Xavier Duclos opened Mad Fresh Urban Bistro in the Pinebrook Plaza behind Outback Steakhouse in south Fort Myers. / The News-Press file photo


12995 S. Cleveland Ave., south Fort Myers
• Food:★★★½
• Atmosphere:★★★☆
• Service:★★★☆
• Price: $-$$$
• Hours: 11 a.m.-8 p.m. Tuesday to Thursday, 11 a.m.-10 p.m. Friday and Saturday, closed Sunday. Open 11 a.m.-8 p.m. Mondays starting January.
• Call: 362-2363
• Noise level: Conversational mostly, loud at capacity when the doors are open and traffic out front is heavy
• Etc.: Private dining area seats up to 12, takeout available, $5 by-the-glass wines include several interesting selections, craft beers available, desserts change daily (Nutella-stuffed creme brulee highly recommended).

• Marinated roasted red beets and artichokes, $9.95
• Quinoa salad with shallot vinaigrette, $8.95
• Flank-steak tartine, $12.95


• The Classic Burger, $8.95
• Tuscan flatbread $11.95
• Parisian flatbread $14.95
• Charcuterie and fromage duo, $18.95


Mad Fresh Urban Bistro has some people confused.

Yes, it uses all the same signage as the old Mad Fresh Takeout. And, yes, it’s in the exact same Mad Fresh Takeout location behind Outback Steakhouse in south Fort Myers, but that’s where the similarities end.
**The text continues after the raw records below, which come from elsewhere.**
//! Implicit spring-damper integrators.
//!
//! Every integrator solves its spring exactly over a step of `dt`
//! seconds, so arbitrarily large steps settle on the goal instead of
//! overshooting or exploding. Negative steps are treated as zero.

use core::f64::consts::LN_2;

/// Added to every half-life so that a zero half-life stays finite.
pub const HALF_LIFE_EPSILON: f64 = 1e-5;

/// How many half-lives the timed and velocity springs look ahead
/// when placing their intermediate goal.
const APPREHENSION: f64 = 2.0;

/// The integrator used by a motion.
#[derive(Debug, Default, Clone, Copy, PartialEq, Eq, Hash)]
pub enum SpringType {
    /// Exponential decay towards the target, halving the remaining
    /// distance every half-life.
    Simple,
    /// Drags an intermediate goal linearly towards the target so
    /// that it arrives after the configured target time.
    Timed,
    /// Drags an intermediate goal towards the target at the
    /// configured target velocity.
    Velocity,
    /// A critically damped spring chasing another critically damped
    /// spring. Produces smooth ease-in-out curves.
    #[default]
    Double,
}

/// Integrator state carried between steps.
#[derive(Debug, Default, Clone, Copy, PartialEq)]
pub struct SpringState {
    /// Velocity of the motion value.
    pub velocity: f64,
    /// Intermediate goal position.
    pub xi: f64,
    /// Intermediate goal velocity.
    pub vi: f64,
}

impl SpringState {
    /// State of a motion resting at `position`.
    pub fn at_rest(position: f64) -> Self {
        Self {
            velocity: 0.0,
            xi: position,
            vi: 0.0,
        }
    }
}

/// Goal of a single integration step.
#[derive(Debug, Clone, Copy, PartialEq)]
pub struct SpringGoal {
    pub target: f64,
    pub half_life: f64,
    /// Time left until a [`SpringType::Timed`] motion should arrive.
    pub time_remaining: f64,
    /// Speed of the intermediate goal of a
    /// [`SpringType::Velocity`] motion.
    pub target_velocity: f64,
}

impl SpringType {
    /// Advances `x` by `dt` seconds and returns its new position.
    pub fn advance(
        self,
        x: f64,
        state: &mut SpringState,
        goal: &SpringGoal,
        dt: f64,
    ) -> f64 {
        let dt = dt.max(0.0);
        let SpringState { velocity, xi, vi } = state;

        match self {
            SpringType::Simple => simple_spring_damper_implicit(
                x,
                velocity,
                goal.target,
                goal.half_life,
                dt,
            ),
            SpringType::Timed => timed_spring_damper_implicit(
                x,
                velocity,
                xi,
                goal.target,
                goal.time_remaining,
                goal.half_life,
                dt,
            ),
            SpringType::Velocity => velocity_spring_damper_implicit(
                x,
                velocity,
                xi,
                goal.target,
                goal.target_velocity,
                goal.half_life,
                dt,
            ),
            SpringType::Double => double_spring_damper_implicit(
                x,
                velocity,
                xi,
                vi,
                goal.target,
                goal.half_life,
                dt,
            ),
        }
    }
}

/// Returns `true` when `a` and `b` are at most `epsilon` apart.
#[inline]
pub fn approximately(a: f64, b: f64, epsilon: f64) -> bool {
    (a - b).abs() <= epsilon
}

/// Converts a half-life into the damping of a critically damped
/// spring.
#[inline]
pub fn half_life_to_damping(half_life: f64) -> f64 {
    (4.0 * LN_2) / (half_life + HALF_LIFE_EPSILON)
}

pub fn simple_spring_damper_implicit(
    x: f64,
    v: &mut f64,
    x_goal: f64,
    half_life: f64,
    dt: f64,
) -> f64 {
    let decay = (-dt / (half_life + HALF_LIFE_EPSILON)).exp2();
    let next = x_goal + (x - x_goal) * decay;

    if dt > 0.0 {
        *v = (next - x) / dt;
    }

    next
}

pub fn critical_spring_damper_implicit(
    x: f64,
    v: &mut f64,
    x_goal: f64,
    half_life: f64,
    dt: f64,
) -> f64 {
    let y = half_life_to_damping(half_life) / 2.0;
    let j0 = x - x_goal;
    let j1 = *v + j0 * y;
    let eydt = (-y * dt).exp();

    *v = eydt * (*v - j1 * y * dt);
    eydt * (j0 + j1 * dt) + x_goal
}

pub fn timed_spring_damper_implicit(
    x: f64,
    v: &mut f64,
    xi: &mut f64,
    x_goal: f64,
    t_goal: f64,
    half_life: f64,
    dt: f64,
) -> f64 {
    let min_time = t_goal.max(dt);

    // Already late with nothing left to integrate.
    if min_time <= 0.0 {
        *xi = x_goal;
        return critical_spring_damper_implicit(
            x, v, x_goal, half_life, dt,
        );
    }

    let v_goal = (x_goal - *xi) / min_time;
    let t_goal_future = dt + APPREHENSION * half_life;
    let x_goal_future = if t_goal_future < t_goal {
        *xi + v_goal * t_goal_future
    } else {
        x_goal
    };

    let next = critical_spring_damper_implicit(
        x,
        v,
        x_goal_future,
        half_life,
        dt,
    );
    *xi += v_goal * dt;

    next
}

pub fn velocity_spring_damper_implicit(
    x: f64,
    v: &mut f64,
    xi: &mut f64,
    x_goal: f64,
    v_goal: f64,
    half_life: f64,
    dt: f64,
) -> f64 {
    let v_goal = v_goal.abs();
    let distance = x_goal - *xi;
    let x_diff = if distance > 0.0 { v_goal } else { -v_goal };

    let t_goal_future = dt + APPREHENSION * half_life;
    let x_goal_future = if distance.abs() > t_goal_future * v_goal {
        *xi + x_diff * t_goal_future
    } else {
        x_goal
    };

    let next = critical_spring_damper_implicit(
        x,
        v,
        x_goal_future,
        half_life,
        dt,
    );

    *xi = if distance.abs() > dt * v_goal {
        *xi + x_diff * dt
    } else {
        x_goal
    };

    next
}

pub fn double_spring_damper_implicit(
    x: f64,
    v: &mut f64,
    xi: &mut f64,
    vi: &mut f64,
    x_goal: f64,
    half_life: f64,
    dt: f64,
) -> f64 {
    *xi = critical_spring_damper_implicit(
        *xi,
        vi,
        x_goal,
        0.5 * half_life,
        dt,
    );
    critical_spring_damper_implicit(x, v, *xi, 0.5 * half_life, dt)
}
Mad Fresh Urban Bistro opened its doors in October. That tattooed man behind the counter, the one with the toothy smile and red Nikes, is new chef-owner Xavier (pronounced Zah-vee-ay, in your breathiest French accent) Duclos. It’s his French upbringing and Manhattan-fine-dining background that inform Mad Fresh Bistro’s simple, ingredient-driven menu.

It’s a menu where huge, pizza-style flatbreads come slathered in goat cheese, melting brie and sweetly caramelized onions. And where thin French fries are fried the right way — once to soften them, and again, just before ordering, so they arrive at your table all salt and crunch.

This new bistro is no larger than its same-name predecessor. Ten or so awkward, bouncy, backless stools line the lime-colored bar. They’re stingy on comfort, generous on views of the chef hard at work. There are a handful of tables along a slim banquette, and at a larger booth underneath a chalkboard detailing the day’s specials on the left wall.

Such a cozy dining room can be intimidating.

Walk in to Mad Fresh during a jam-packed dinner service and you can feel like the odd party out, the one group at the restaurant not privy to the jokes being cracked at the bar, or the special, unseen menu that entitles certain VIPs to steak tartare crowned with a perfect quail egg and a sprinkle of sea salt.

I wanted that tartare. But after waiting a few minutes to be acknowledged, and a few more minutes for a menu (on which tartare was not an option), I gave up — settling for very good steak frites and a refreshing quinoa salad instead.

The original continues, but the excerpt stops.